Retype, word for word, every line from the one holding "its current position." through the one holding "modifier chord producing" in the entries below, both included, and only those lines.

Stored data:
= = = =
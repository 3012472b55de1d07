//! Platform boundary.
//!
//! The engine never talks to the operating system directly. Hook
//! installation, the native event pump and input synthesis are provided by a
//! [`Backend`] implementation, one per target platform.

use crate::error::Result;
use crate::event::{Button, Event, KeyCode};
use crate::hook::Propagation;

/// Native input capture and synthesis primitives.
///
/// Implementations must be usable from several threads at once: `listen`
/// runs on the dedicated capture thread while synthesis calls arrive from
/// caller threads and the callback worker.
pub trait Backend: Send + Sync {
    /// Run the native event pump, invoking `dispatch` synchronously for every
    /// captured event until [`Backend::stop`] is called.
    ///
    /// When `dispatch` returns [`Propagation::Suppress`] the backend should
    /// keep the event from reaching other applications if the platform
    /// allows it.
    fn listen(&self, dispatch: &(dyn Fn(&Event) -> Propagation + Send + Sync)) -> Result<()>;

    /// Make a running `listen` return.
    fn stop(&self) -> Result<()>;

    /// Synthesize a key press.
    fn press(&self, code: KeyCode) -> Result<()>;

    /// Synthesize a key release.
    fn release(&self, code: KeyCode) -> Result<()>;

    /// Synthesize a mouse button press.
    fn press_button(&self, button: Button) -> Result<()>;

    /// Synthesize a mouse button release.
    fn release_button(&self, button: Button) -> Result<()>;

    /// Move the pointer to absolute screen coordinates.
    fn move_to(&self, x: f64, y: f64) -> Result<()>;

    /// Move the pointer relative to its current position.
    fn move_relative(&self, dx: f64, dy: f64) -> Result<()>;

    /// Spin the wheel.
    fn wheel(&self, delta: f64) -> Result<()>;

    /// Resolve a printable character to the key and modifier chord producing
    /// it on the active layout.
    ///
    /// Fails with [`Error::UnmappableCharacter`](crate::Error::UnmappableCharacter)
    /// when no key produces `ch`.
    fn map_char(&self, ch: char) -> Result<(KeyCode, Vec<KeyCode>)>;

    /// Inject a character directly, bypassing the layout.
    fn type_unicode(&self, ch: char) -> Result<()>;

    /// All physical keys carrying a canonical name (e.g. both shift keys for
    /// `"shift"`). Empty when the name is unknown.
    fn key_codes(&self, name: &str) -> Vec<KeyCode>;
}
= = = =
* Answer box *
    /// Move the pointer relative to its current position.
    fn move_relative(&self, dx: f64, dy: f64) -> Result<()>;

    /// Spin the wheel.
    fn wheel(&self, delta: f64) -> Result<()>;

    /// Resolve a printable character to the key and modifier chord producing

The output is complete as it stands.